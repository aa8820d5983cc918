//! `quill config`: configuration management commands.

use quill_config::AppConfig;
use std::path::{Path, PathBuf};

fn config_path(explicit: Option<&Path>) -> PathBuf {
    explicit
        .map(Path::to_path_buf)
        .unwrap_or_else(|| AppConfig::config_dir().join("config.toml"))
}

pub fn show(explicit: Option<&Path>) -> Result<(), Box<dyn std::error::Error>> {
    let config = AppConfig::load_with(explicit).map_err(|e| format!("Failed to load config: {e}"))?;
    println!("{config:#?}");
    if !config.has_api_key() {
        eprintln!();
        eprintln!("  No API key set (config file, QUILL_API_KEY, MOONSHOT_API_KEY or OPENAI_API_KEY)");
    }
    Ok(())
}

pub fn path(explicit: Option<&Path>) {
    println!("{}", config_path(explicit).display());
}

pub fn init(explicit: Option<&Path>) -> Result<(), Box<dyn std::error::Error>> {
    let path = config_path(explicit);
    if path.exists() {
        println!("Config already exists at {}", path.display());
        return Ok(());
    }
    if let Some(parent) = path.parent() {
        std::fs::create_dir_all(parent)?;
    }
    std::fs::write(&path, AppConfig::default_toml())?;
    println!("Wrote default config to {}", path.display());
    Ok(())
}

### [TASK GOAL]
Word for word, restate the lines from the one holding "let path = config_path(explicit);" to the last line of the records.

### [TASK RESULT]
    let path = config_path(explicit);
    if path.exists() {
        println!("Config already exists at {}", path.display());
        return Ok(());
    }
    if let Some(parent) = path.parent() {
        std::fs::create_dir_all(parent)?;
    }
    std::fs::write(&path, AppConfig::default_toml())?;
    println!("Wrote default config to {}", path.display());
    Ok(())
}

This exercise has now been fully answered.